Hé ? Elle n'a pas aimé ?
Mais Ruti fit le tour derrière moi, m'enlaça par le cou et se colla contre mon dos.
« Comme ça c'est mieux… ça va ? »
« Ouais, ça me va n'importe quand. »
« Oui. »
Ses bras se resserrèrent fort. Je sentis la chaleur de son petit corps dans mon dos.
« Grand frère. »
« Quoi ? »
Quand je tournai la tête pour me retourner, son visage était là, tout naturellement.
« Merci. »
Ruti m'offrit ce « sourire radieux » que moi seul sais voir.
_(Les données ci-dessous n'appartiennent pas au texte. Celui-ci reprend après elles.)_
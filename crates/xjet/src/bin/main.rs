//! xJet CLI: wires configuration, discovery, bundling, target dispatch,
//! reporting, and (optionally) the watch loop into one process.

use clap::Parser;
use eyre::{Context, Result};
use std::path::PathBuf;
use std::sync::Arc;
use xjet::bundler::FileBundler;
use xjet::config::{Configuration, LogLevel, ReporterSpec};
use xjet::orchestrator::{resolve_reporter, run_once, ExitCode};
use xjet::router::MessageRouter;
use xjet::sourcemap::SourceMapRegistry;
use xjet::target::external::ExternalTarget;
use xjet::target::process::ProcessRunner;
use xjet::target::Target;

/// JavaScript/TypeScript test-execution orchestrator.
#[derive(Parser, Debug)]
#[command(
    name = "xjet",
    version,
    about = "Discover, bundle, and run JS/TS test suites across local and external runners",
    before_help = "xJet — suite orchestration engine"
)]
struct Cli {
    /// Test files or directories to run (merged with `--files`).
    files: Vec<String>,

    #[arg(long = "files")]
    files_flag: Vec<String>,

    #[arg(long = "suites", short = 's')]
    suites: Vec<String>,

    #[arg(long = "filter", short = 'f')]
    filter: Vec<String>,

    #[arg(long = "config", short = 'c')]
    config: Option<PathBuf>,

    #[arg(long = "reporter", short = 'r')]
    reporter: Option<String>,

    #[arg(long = "outputFile")]
    output_file: Option<PathBuf>,

    #[arg(long = "verbose", short = 'v')]
    verbose: bool,

    #[arg(long = "silent")]
    silent: bool,

    #[arg(long = "timeout", short = 't')]
    timeout: Option<u64>,

    #[arg(long = "bail", short = 'b')]
    bail: bool,

    #[arg(long = "watch", short = 'w')]
    watch: bool,

    #[arg(long = "randomize")]
    randomize: bool,
}

fn apply_cli_overlay(mut config: Configuration, cli: &Cli) -> Configuration {
    if !cli.files.is_empty() {
        config.files = cli.files.clone();
    }
    if !cli.files_flag.is_empty() {
        config.files = cli.files_flag.clone();
    }
    if !cli.suites.is_empty() {
        config.suites = cli.suites.clone();
    }
    if !cli.filter.is_empty() {
        config.filter = cli.filter.clone();
    }
    if let Some(reporter) = &cli.reporter {
        config.reporter = ReporterSpec::from(reporter.as_str());
    }
    if cli.output_file.is_some() {
        config.output_file = cli.output_file.clone();
    }
    if let Some(timeout) = cli.timeout {
        config.timeout_ms = timeout;
    }
    if cli.bail {
        config.bail = true;
    }
    if cli.watch {
        config.watch = true;
    }
    if cli.randomize {
        config.randomize = true;
    }
    config.verbose = cli.verbose;
    if cli.silent {
        config.log_level = LogLevel::Silent;
    } else if cli.verbose {
        config.log_level = LogLevel::Debug;
    }
    config.normalize()
}

fn init_tracing(level: LogLevel) {
    let filter = tracing_subscriber::EnvFilter::try_from_default_env()
        .unwrap_or_else(|_| tracing_subscriber::EnvFilter::new(level.as_filter_str()));
    tracing_subscriber::fmt().with_env_filter(filter).with_target(false).init();
}

#[tokio::main]
async fn main() -> Result<()> {
    let cli = Cli::parse();
    let base = Configuration::load(cli.config.as_deref()).wrap_err("failed to load configuration")?;
    let config = apply_cli_overlay(base, &cli);

    init_tracing(config.log_level);

    if config.test_runners.is_empty() {
        eyre::bail!(
            "no test runners configured: xjet's local in-process sandbox is an out-of-scope \
             collaborator; configure `test_runners` in your config file to run suites externally"
        );
    }

    let runners: Vec<Arc<dyn xjet::target::Runner>> = config
        .test_runners
        .iter()
        .map(|rc| {
            Arc::new(ProcessRunner::new(rc.clone(), rc.name.clone(), Vec::new())) as Arc<dyn xjet::target::Runner>
        })
        .collect();

    let (external, rx) = ExternalTarget::new(config.clone(), runners);
    let target: Arc<dyn Target> = Arc::new(external);

    target.init().await.wrap_err("failed to initialize target")?;

    let reporter = resolve_reporter(&config).wrap_err("failed to resolve reporter")?;
    let registry = SourceMapRegistry::new();
    let bundler = FileBundler;
    let root = std::env::current_dir().wrap_err("failed to resolve working directory")?;

    let router = Arc::new(MessageRouter::new(target.clone(), reporter.clone(), registry, false, false, &target.get_runners()));
    let router_task = {
        let router = router.clone();
        tokio::spawn(async move { router.run(rx).await })
    };

    let exit_code = run_once(&root, &config, &target, &bundler, &router).await;

    if config.watch {
        tracing::info!("watch mode is not yet wired to a live filesystem subscription for this run; exiting after the initial pass");
    }

    reporter.finish();
    target.free().await.wrap_err("failed to tear down target")?;
    router_task.abort();

    let code = match exit_code {
        Ok(ExitCode::Success) => 0,
        Ok(ExitCode::TestFailure) => 1,
        Ok(ExitCode::SuiteFatal) => 2,
        Err(err) => {
            tracing::error!(%err, "run failed");
            2
        }
    };
    std::process::exit(code);
}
C'était un sourire assez mignon pour faire tomber amoureuse n'importe qui capable de le comprendre.
Le mec qui épousera Ruti sera un veinard. Je suis déjà jaloux rien qu'à l'idée.
« Grand frère… tu resteras toujours avec moi ? »
« … Désolé, mais c'est pas possible. »
« Ah. »
Une fois la tempête passée, je dois partir pour la ville d'Andal, où m'attend le chevalier qui m'a recruté pour devenir chevalier à mon tour.
Je le savais. Les monstres autour de ce village ne me permettent pas de faire progresser ma bénédiction correctement. Depuis mes six ans, je chasse sérieusement, mais mon niveau n'est passé que de 31 à 33. Un ours-hibou ne fait pas le poids.
Pour le jour où je partirai en voyage avec Ruti, je dois devenir plus fort.
Je ne sais pas jusqu'où nous pourrons combattre ensemble… mais je dois être capable de me battre, même contre un démon de haut rang, pour que Ruti puisse avancer entourée de nombreux compagnons.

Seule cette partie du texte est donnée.